_Required action_
Show each line of the records below where the word "errors" occurs.

=== Listed entries ===

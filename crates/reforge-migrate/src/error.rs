//! Error types for the migration library.
//!
//! [`MigrateError`] is fatal: it unwinds the run and ends the process with a
//! non-zero exit code. [`RowError`] is recorded against a single row and never
//! interrupts a table step.

use crate::value::RowKey;
use serde::Serialize;
use thiserror::Error;

/// Exit code for configuration errors.
pub const EXIT_CONFIG_ERROR: u8 = 1;
/// Exit code for connection failures.
pub const EXIT_CONNECTION_ERROR: u8 = 2;
/// Exit code for a failed pre-migration clear.
pub const EXIT_CLEAR_ERROR: u8 = 3;
/// Exit code for database failures during a table step.
pub const EXIT_DATABASE_ERROR: u8 = 4;
/// Exit code for I/O errors (missing config file, etc.).
pub const EXIT_IO_ERROR: u8 = 7;

/// Main error type for migration operations.
#[derive(Error, Debug)]
pub enum MigrateError {
    /// Configuration error (invalid YAML, missing fields, etc.)
    #[error("Configuration error: {0}")]
    Config(String),

    /// A store connection could not be established or was lost.
    #[error("Connection error ({store}): {message}")]
    Connection { store: String, message: String },

    /// Clearing the target before migration failed.
    #[error("Failed to clear table {table}: {message}")]
    Clear { table: String, message: String },

    /// Source (SQLite) query error
    #[error("Source database error: {0}")]
    Source(#[from] rusqlite::Error),

    /// Target (PostgreSQL) error outside of a single-row rejection
    #[error("Target database error: {0}")]
    Target(#[from] tokio_postgres::Error),

    /// IO error (file operations)
    #[error("IO error: {0}")]
    Io(#[from] std::io::Error),

    /// YAML serialization/deserialization error
    #[error("YAML error: {0}")]
    Yaml(#[from] serde_yaml::Error),

    /// JSON serialization error
    #[error("JSON error: {0}")]
    Json(#[from] serde_json::Error),
}

impl MigrateError {
    /// Create a Connection error for the named store.
    pub fn connection(store: impl Into<String>, message: impl Into<String>) -> Self {
        MigrateError::Connection {
            store: store.into(),
            message: message.into(),
        }
    }

    /// Create a Clear error for the named table.
    pub fn clear(table: impl Into<String>, message: impl Into<String>) -> Self {
        MigrateError::Clear {
            table: table.into(),
            message: message.into(),
        }
    }

    /// Process exit code for this error.
    pub fn exit_code(&self) -> u8 {
        match self {
            MigrateError::Config(_) | MigrateError::Yaml(_) => EXIT_CONFIG_ERROR,
            MigrateError::Connection { .. } => EXIT_CONNECTION_ERROR,
            MigrateError::Clear { .. } => EXIT_CLEAR_ERROR,
            MigrateError::Source(_) | MigrateError::Target(_) | MigrateError::Json(_) => {
                EXIT_DATABASE_ERROR
            }
            MigrateError::Io(_) => EXIT_IO_ERROR,
        }
    }

    /// Format error with full details including error chain
    pub fn format_detailed(&self) -> String {
        let mut output = format!("Error: {}\n", self);

        let mut source = std::error::Error::source(self);
        let mut depth = 1;
        while let Some(err) = source {
            output.push_str(&format!("\nCaused by:\n  {}: {}", depth, err));
            source = err.source();
            depth += 1;
        }

        output
    }
}

/// Result type alias for migration operations.
pub type Result<T> = std::result::Result<T, MigrateError>;

/// A non-fatal failure that drops one row from a table step.
#[derive(Error, Debug, Clone, PartialEq, Serialize)]
#[serde(tag = "kind", rename_all = "snake_case")]
pub enum RowError {
    /// A foreign key points at a parent that has no mapping in this run.
    #[error("{table} row {row}: {column} references {entity} id {legacy_id}, which was not migrated")]
    UnresolvedReference {
        table: String,
        row: RowKey,
        column: String,
        entity: String,
        legacy_id: i64,
    },

    /// A required foreign key is NULL (or not an integer) in the source row.
    #[error("{table} row {row}: required reference {column} is missing")]
    MissingReference {
        table: String,
        row: RowKey,
        column: String,
    },

    /// The source row has no usable integer id, or its id was already mapped.
    #[error("{table} row {row}: {reason}")]
    InvalidId {
        table: String,
        row: RowKey,
        reason: String,
    },

    /// A column holds a value that cannot be written without altering it.
    #[error("{table} row {row}: {column} {reason}")]
    InvalidValue {
        table: String,
        row: RowKey,
        column: String,
        reason: String,
    },

    /// The target rejected the transformed row.
    #[error("{table} row {row}: insert rejected: {cause}")]
    InsertRejected {
        table: String,
        row: RowKey,
        cause: String,
    },
}

impl RowError {
    /// Table the failing row belongs to.
    pub fn table(&self) -> &str {
        match self {
            RowError::UnresolvedReference { table, .. }
            | RowError::MissingReference { table, .. }
            | RowError::InvalidId { table, .. }
            | RowError::InvalidValue { table, .. }
            | RowError::InsertRejected { table, .. } => table,
        }
    }

    /// Key of the failing row.
    pub fn row(&self) -> &RowKey {
        match self {
            RowError::UnresolvedReference { row, .. }
            | RowError::MissingReference { row, .. }
            | RowError::InvalidId { row, .. }
            | RowError::InvalidValue { row, .. }
            | RowError::InsertRejected { row, .. } => row,
        }
    }
}

#[cfg(test)]
mod tests {
    use super::*;

    #[test]
    fn test_exit_codes() {
        assert_eq!(MigrateError::Config("x".into()).exit_code(), EXIT_CONFIG_ERROR);
        assert_eq!(
            MigrateError::connection("postgres", "refused").exit_code(),
            EXIT_CONNECTION_ERROR
        );
        assert_eq!(MigrateError::clear("users", "locked").exit_code(), EXIT_CLEAR_ERROR);
        let io = std::io::Error::new(std::io::ErrorKind::NotFound, "missing");
        assert_eq!(MigrateError::from(io).exit_code(), EXIT_IO_ERROR);
    }

    #[test]
    fn test_unresolved_reference_message_names_row_and_parent() {
        let err = RowError::UnresolvedReference {
            table: "attempts".into(),
            row: RowKey::Id(7),
            column: "session_id".into(),
            entity: "sessions".into(),
            legacy_id: 99,
        };
        let msg = err.to_string();
        assert!(msg.contains("attempts row id=7"), "{msg}");
        assert!(msg.contains("session_id references sessions id 99"), "{msg}");
        assert_eq!(err.table(), "attempts");
        assert_eq!(err.row(), &RowKey::Id(7));
    }
}
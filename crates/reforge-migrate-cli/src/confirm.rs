//! Confirmation prompt shown before a run touches the target.

use dialoguer::Input;
use reforge_migrate::{Config, MigrateError};
use std::io::{self, BufRead, IsTerminal, Write};

const CONFIRM_WORD: &str = "yes";

/// Describe the run on stderr and ask the operator to type `yes`.
///
/// Reads a plain line when stdin is not a terminal so the answer can be piped.
pub fn confirm_migration(config: &Config) -> Result<bool, MigrateError> {
    eprintln!();
    eprintln!("WARNING: This will migrate data from SQLite to PostgreSQL");
    eprintln!("  Source: {}", config.source.path.display());
    eprintln!("  Target: {}", config.target.redacted_url());
    if config.migration.clear_target {
        eprintln!(
            "  All existing rows in schema '{}' will be DELETED first.",
            config.target.schema
        );
    } else {
        eprintln!("  Existing target rows are kept; conflicting rows will be skipped.");
    }
    eprintln!();

    let answer = if io::stdin().is_terminal() {
        Input::<String>::new()
            .with_prompt("Type 'yes' to continue")
            .allow_empty(true)
            .interact_text()
            .map_err(|e| MigrateError::Io(io::Error::other(e.to_string())))?
    } else {
        eprint!("Type 'yes' to continue: ");
        io::stderr().flush()?;
        let mut line = String::new();
        io::stdin().lock().read_line(&mut line)?;
        line
    };

    Ok(is_confirmed(&answer))
}

fn is_confirmed(answer: &str) -> bool {
    answer.trim().eq_ignore_ascii_case(CONFIRM_WORD)
}

#[cfg(test)]
mod tests {
    use super::*;

    #[test]
    fn test_only_yes_confirms() {
        assert!(is_confirmed("yes"));
        assert!(is_confirmed(" YES\n"));
        assert!(!is_confirmed("y"));
        assert!(!is_confirmed(""));
        assert!(!is_confirmed("no"));
    }
}
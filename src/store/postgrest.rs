//! Cliente para la interfaz REST del almacén alojado (`/rest/v1/{tabla}`).
//!
//! Filtros como `columna=eq.valor`; todas las escrituras piden
//! `Prefer: return=representation` para recibir las filas afectadas.

use reqwest::{Client, Method, StatusCode, Url};
use serde_json::Value;

use super::{Filtro, Row};
use crate::error::{NotasError, Result};

pub struct PostgrestStore {
    client: Client,
    base_url: String,
    api_key: String,
}

impl PostgrestStore {
    pub fn new(base_url: &str, api_key: &str) -> Result<Self> {
        if base_url.trim().is_empty() {
            return Err(NotasError::Config("SUPABASE_URL vacío".to_string()));
        }
        if api_key.trim().is_empty() {
            return Err(NotasError::Config("falta la clave de servicio del almacén".to_string()));
        }
        let client = Client::builder()
            .build()
            .map_err(|e| NotasError::Config(format!("no se pudo crear el cliente http: {}", e)))?;
        Ok(PostgrestStore {
            client,
            base_url: base_url.trim_end_matches('/').to_string(),
            api_key: api_key.to_string(),
        })
    }

    /// URL de la tabla con los filtros y parámetros extra en la query.
    pub fn table_url(&self, tabla: &str, filtros: &[Filtro<'_>], extra: &[(&str, String)]) -> Result<Url> {
        let mut url = Url::parse(&format!("{}/rest/v1/{}", self.base_url, tabla))
            .map_err(|e| NotasError::Config(format!("URL del almacén inválida: {}", e)))?;
        {
            let mut q = url.query_pairs_mut();
            for (k, v) in extra {
                q.append_pair(k, v);
            }
            for (col, valor) in filtros {
                q.append_pair(col, &format!("eq.{}", valor_de_filtro(valor)));
            }
        }
        Ok(url)
    }

    async fn enviar(&self, method: Method, url: Url, prefer: &str, body: Option<&Row>) -> Result<Vec<Row>> {
        tracing::debug!(%method, %url, "postgrest");
        let mut req = self
            .client
            .request(method, url)
            .header("apikey", &self.api_key)
            .bearer_auth(&self.api_key)
            .header("Prefer", prefer);
        if let Some(b) = body {
            req = req.json(b);
        }
        let resp = req.send().await?;
        let status = resp.status();
        if !status.is_success() {
            let texto = resp.text().await.unwrap_or_default();
            return Err(error_de_estado(status, &texto));
        }
        let texto = resp.text().await?;
        if texto.trim().is_empty() {
            return Ok(Vec::new());
        }
        match serde_json::from_str::<Value>(&texto)? {
            Value::Array(filas) => Ok(filas),
            otra => Ok(vec![otra]),
        }
    }

    pub async fn insert(&self, tabla: &str, fila: Row) -> Result<Vec<Row>> {
        let url = self.table_url(tabla, &[], &[])?;
        self.enviar(Method::POST, url, "return=representation", Some(&fila)).await
    }

    pub async fn upsert(&self, tabla: &str, fila: Row, on_conflict: &[&str]) -> Result<Vec<Row>> {
        let extra = [("on_conflict", on_conflict.join(","))];
        let url = self.table_url(tabla, &[], &extra)?;
        self.enviar(
            Method::POST,
            url,
            "return=representation,resolution=merge-duplicates",
            Some(&fila),
        )
        .await
    }

    pub async fn select(&self, tabla: &str, filtros: &[Filtro<'_>]) -> Result<Vec<Row>> {
        let url = self.table_url(tabla, filtros, &[("select", "*".to_string())])?;
        self.enviar(Method::GET, url, "return=representation", None).await
    }

    pub async fn update(&self, tabla: &str, cambios: Row, filtros: &[Filtro<'_>]) -> Result<Vec<Row>> {
        let url = self.table_url(tabla, filtros, &[])?;
        self.enviar(Method::PATCH, url, "return=representation", Some(&cambios)).await
    }
}

fn valor_de_filtro(valor: &Value) -> String {
    match valor {
        Value::String(s) => s.clone(),
        otro => otro.to_string(),
    }
}

fn error_de_estado(status: StatusCode, texto: &str) -> NotasError {
    // El almacén devuelve {"code","message",...}; nos quedamos con el mensaje si viene.
    let mensaje = serde_json::from_str::<Value>(texto)
        .ok()
        .and_then(|v| v.get("message").and_then(|m| m.as_str()).map(str::to_string))
        .unwrap_or_else(|| texto.to_string());
    match status {
        StatusCode::CONFLICT => NotasError::Conflict(mensaje),
        StatusCode::NOT_FOUND => NotasError::NotFound(mensaje),
        _ => NotasError::Store(format!("{}: {}", status, mensaje)),
    }
}
// --- Registro de notas - Archivo principal ---

use notasbackend::config::Settings;
use notasbackend::run_server;
use tracing_subscriber::{fmt, prelude::*, EnvFilter};

fn init_tracing() {
    let env_filter = EnvFilter::try_from_default_env().unwrap_or_else(|_| EnvFilter::new("info,notasbackend=debug"));
    tracing_subscriber::registry()
        .with(env_filter)
        .with(fmt::layer().with_writer(std::io::stderr))
        .init();
}

#[tokio::main]
async fn main() -> Result<(), Box<dyn std::error::Error>> {
    init_tracing();
    let settings = Settings::from_env()?;
    tracing::info!("=== Registro de notas (API) === http://{}", settings.bind);
    run_server(settings).await?;
    Ok(())
}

===

_Result of this exercise_
/// Exit code for configuration errors.
/// Exit code for I/O errors (missing config file, etc.).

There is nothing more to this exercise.